Records supplied Block Start
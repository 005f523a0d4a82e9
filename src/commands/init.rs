use crate::config::{RegexplainConfig, CONFIG_FILE_NAME};
use crate::io;
use anyhow::Result;
use std::path::{Path, PathBuf};

pub fn init_config(force: bool) -> Result<()> {
    init_config_in(Path::new("."), force)?;
    println!("Created {CONFIG_FILE_NAME} configuration file");
    Ok(())
}

/// Writes the default configuration into `dir`, returning the file path.
pub fn init_config_in(dir: &Path, force: bool) -> Result<PathBuf> {
    let config_path = dir.join(CONFIG_FILE_NAME);

    if config_path.exists() && !force {
        anyhow::bail!("Configuration file already exists. Use --force to overwrite.");
    }

    io::write_file(&config_path, &RegexplainConfig::default_toml())?;
    Ok(config_path)
}
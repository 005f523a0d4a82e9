//! End-to-end behaviour of the analysis pipeline on representative patterns.

use pretty_assertions::assert_eq;
use regexplain::intent::{extract, score_all};
use regexplain::{
    analyze, parse_pattern, AnalysisRequest, IntentLabel, RegexplainConfig, Severity, WarningId,
};

fn quiet_config() -> RegexplainConfig {
    let mut config = RegexplainConfig::default();
    config.probe.enabled = false;
    config
}

#[test]
fn test_literal_word_in_sentence() {
    let request = AnalysisRequest::new("cat", "").with_sample("the cat sat");
    let report = analyze(&request, &quiet_config()).unwrap();

    let literal_lines: Vec<_> = report
        .explanation
        .components
        .iter()
        .filter(|line| line.as_str() == "Literal \"cat\"")
        .collect();
    assert_eq!(literal_lines.len(), 1);
    assert_eq!(report.intent.label, IntentLabel::General);

    let preview = report.preview.unwrap();
    assert_eq!(preview.matches.len(), 1);
    assert_eq!(preview.matches[0].text, "cat");
    assert_eq!(preview.matches[0].span, (4, 7));
}

#[test]
fn test_anchored_phone_number() {
    let pattern = "^\\d{3}-\\d{3}-\\d{4}$";
    let request = AnalysisRequest::new(pattern, "").with_sample("123-456-7890");
    let report = analyze(&request, &quiet_config()).unwrap();

    let preview = report.preview.unwrap();
    assert_eq!(preview.matches.len(), 1);
    assert_eq!(preview.matches[0].span, (0, 12));
    assert!(report
        .warnings
        .iter()
        .all(|w| w.id != WarningId::UnanchoredMismatch));

    let scores = score_all(&extract(&parse_pattern(pattern, "").unwrap()));
    let phone = scores
        .iter()
        .find(|s| s.label == IntentLabel::PhoneLike)
        .unwrap();
    assert!(phone.points > 0);
}

#[test]
fn test_nested_quantifier_is_flagged_high() {
    let mut config = quiet_config();
    config.execution.step_limit = 10_000;
    let request =
        AnalysisRequest::new("(a+)+$", "").with_sample(format!("{}X", "a".repeat(24)));
    let report = analyze(&request, &config).unwrap();

    let find = |id: WarningId| report.warnings.iter().find(|w| w.id == id).unwrap();
    assert_eq!(find(WarningId::NestedQuantifiers).severity, Severity::High);
    assert_eq!(find(WarningId::PotentialBacktracking).severity, Severity::High);
}

#[test]
fn test_unterminated_class_is_reported_not_raised() {
    let request = AnalysisRequest::new("([a-z]", "").with_sample("anything");
    let err = analyze(&request, &quiet_config()).unwrap_err();
    assert!(err.message.starts_with("Invalid regular expression: /([a-z]/: "));
    assert!(err.message.contains("Unterminated group"));
}

#[test]
fn test_email_shape_is_recognised() {
    let request =
        AnalysisRequest::new("^[^\\s@]+@[^\\s@]+\\.[^\\s@]+$", "").with_sample("a.b+tag@example.com");
    let report = analyze(&request, &quiet_config()).unwrap();

    let preview = report.preview.unwrap();
    assert_eq!(preview.matches.len(), 1);
    assert_eq!(preview.matches[0].text, "a.b+tag@example.com");
    assert_eq!(report.intent.label, IntentLabel::EmailLike);
    assert!(report.intent.confidence >= 0.6);
}

#[test]
fn test_report_serializes_with_stable_identifiers() {
    let request = AnalysisRequest::new("a|", "y").with_sample("a");
    let report = analyze(&request, &quiet_config()).unwrap();
    let json = serde_json::to_value(&report).unwrap();

    assert_eq!(json["flags"], "y");
    let ids: Vec<_> = json["warnings"]
        .as_array()
        .unwrap()
        .iter()
        .map(|w| w["id"].as_str().unwrap().to_string())
        .collect();
    assert!(ids.contains(&"EMPTY_ALTERNATION".to_string()));
    assert_eq!(json["features"]["risk_detection"], true);
}
/// Counts capturing groups ahead of parsing so forward references resolve.
fn prescan_groups(chars: &[(usize, char)]) -> (u32, bool) {
    let at = |i: usize| chars.get(i).map(|&(_, c)| c);
    let mut count = 0u32;
    let mut named = false;
    let mut in_class = false;
    let mut i = 0;
    while i < chars.len() {
        match chars[i].1 {
            '\\' => i += 1,
            '[' if !in_class => in_class = true,
            ']' if in_class => in_class = false,
            '(' if !in_class => {
                if at(i + 1) != Some('?') {
                    count += 1;
                } else if at(i + 2) == Some('<') && !matches!(at(i + 3), Some('=') | Some('!')) {
                    count += 1;
                    named = true;
                }
            }
            _ => {}
        }
        i += 1;
    }
    (count, named)
}

#[cfg(test)]
mod tests {
    use super::*;

    fn parse(source: &str) -> ParseResult<SyntaxTree> {
        Parser::new(source, false).parse()
    }

    fn parse_u(source: &str) -> ParseResult<SyntaxTree> {
        Parser::new(source, true).parse()
    }

    fn first_element(tree: &SyntaxTree) -> &Element {
        &tree.pattern.alternatives[0].elements[0]
    }

    #[test]
    fn test_literals_and_alternation() {
        let tree = parse("ab|c").unwrap();
        assert_eq!(tree.pattern.alternatives.len(), 2);
        assert_eq!(tree.pattern.alternatives[0].elements.len(), 2);
        assert_eq!(tree.pattern.alternatives[1].span, Span::new(3, 4));
    }

    #[test]
    fn test_quantifier_bounds_and_laziness() {
        let tree = parse("a{2,5}?").unwrap();
        let q = first_element(&tree).as_quantifier().unwrap();
        assert_eq!((q.min, q.max, q.greedy), (2, Some(5), false));
        assert_eq!(first_element(&tree).span, Span::new(0, 7));

        let tree = parse("x{3,}").unwrap();
        let q = first_element(&tree).as_quantifier().unwrap();
        assert_eq!((q.min, q.max), (3, None));
    }

    #[test]
    fn test_named_groups_and_backreferences() {
        let tree = parse("(?<year>\\d{4})-\\k<year>-\\1").unwrap();
        assert_eq!(tree.group_count, 1);
        assert_eq!(tree.group_names, vec![Some("year".to_string())]);
        let elements = &tree.pattern.alternatives[0].elements;
        assert!(matches!(
            &elements[2].kind,
            ElementKind::Backreference(Backreference::Name(n)) if n == "year"
        ));
        assert!(matches!(
            elements[4].kind,
            ElementKind::Backreference(Backreference::Index(1))
        ));
    }

    #[test]
    fn test_forward_reference_counts_later_groups() {
        let tree = parse("\\2(a)(b)").unwrap();
        assert!(matches!(
            first_element(&tree).kind,
            ElementKind::Backreference(Backreference::Index(2))
        ));
    }

    #[test]
    fn test_legacy_octal_without_groups() {
        let tree = parse("\\1").unwrap();
        assert_eq!(
            first_element(&tree).kind,
            ElementKind::Character { value: '\u{1}' }
        );
        assert!(parse_u("\\1").is_err());
    }

    #[test]
    fn test_character_class_members() {
        let tree = parse("[^a-z\\d_-]").unwrap();
        let ElementKind::CharacterClass(class) = &first_element(&tree).kind else {
            panic!("expected class");
        };
        assert!(class.negate);
        assert_eq!(class.members.len(), 4);
        assert_eq!(
            class.members[0].kind,
            ClassMemberKind::Range { min: 'a', max: 'z' }
        );
    }

    #[test]
    fn test_structural_errors() {
        assert_eq!(parse("([a-z]").unwrap_err().message, "Unterminated group");
        assert_eq!(parse("[a-z").unwrap_err().message, "Unterminated character class");
        assert_eq!(parse("(abc").unwrap_err().message, "Unterminated group");
        assert_eq!(parse("abc)").unwrap_err().message, "Unmatched ')'");
        assert_eq!(parse("*a").unwrap_err().message, "Nothing to repeat");
        assert_eq!(parse("a**").unwrap_err().message, "Nothing to repeat");
        assert_eq!(parse("^*").unwrap_err().message, "Nothing to repeat");
        assert_eq!(
            parse("[z-a]").unwrap_err().message,
            "Range out of order in character class"
        );
        assert_eq!(
            parse("a{3,1}").unwrap_err().message,
            "numbers out of order in {} quantifier"
        );
        assert_eq!(parse("\\").unwrap_err().message, "\\ at end of pattern");
        assert_eq!(
            parse("(?<a>x)(?<a>y)").unwrap_err().message,
            "Duplicate capture group name"
        );
        assert_eq!(
            parse("(?<a>x)\\k<b>").unwrap_err().message,
            "Invalid named capture referenced"
        );
    }

    #[test]
    fn test_lenient_braces_outside_unicode_mode() {
        assert!(parse("a{").is_ok());
        assert!(parse("}").is_ok());
        assert!(parse("]").is_ok());
        assert!(parse_u("a{").is_err());
        assert!(parse_u("]").is_err());
    }

    #[test]
    fn test_unicode_escapes() {
        let tree = parse_u("\\u{1F600}\\p{Lu}").unwrap();
        let elements = &tree.pattern.alternatives[0].elements;
        assert_eq!(elements[0].kind, ElementKind::Character { value: '😀' });
        assert!(matches!(
            &elements[1].kind,
            ElementKind::CharacterSet(CharacterSet { kind: SetKind::Property { name, .. }, negate: false })
                if name == "Lu"
        ));

        let tree = parse("\\uD83D\\uDE00").unwrap();
        assert_eq!(first_element(&tree).kind, ElementKind::Character { value: '😀' });
    }

    #[test]
    fn test_lookarounds() {
        let tree = parse("(?<=\\$)\\d+(?!px)").unwrap();
        let elements = &tree.pattern.alternatives[0].elements;
        assert!(matches!(
            &elements[0].kind,
            ElementKind::Assertion(Assertion::Lookaround(Lookaround { direction: LookDirection::Behind, negate: false, .. }))
        ));
        assert!(matches!(
            &elements[2].kind,
            ElementKind::Assertion(Assertion::Lookaround(Lookaround { direction: LookDirection::Ahead, negate: true, .. }))
        ));
        assert!(parse("(?<=a)*").is_err());
        assert!(parse("(?=a)*").is_ok());
    }

    #[test]
    fn test_spans_are_byte_offsets() {
        let tree = parse("é+x").unwrap();
        let elements = &tree.pattern.alternatives[0].elements;
        assert_eq!(elements[0].span, Span::new(0, 3));
        assert_eq!(elements[1].span, Span::new(3, 4));
    }
}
Records supplied Block End
Search the listing above for "ParseResult" and copy every line that holds it.

    fn parse(source: &str) -> ParseResult<SyntaxTree> {
    fn parse_u(source: &str) -> ParseResult<SyntaxTree> {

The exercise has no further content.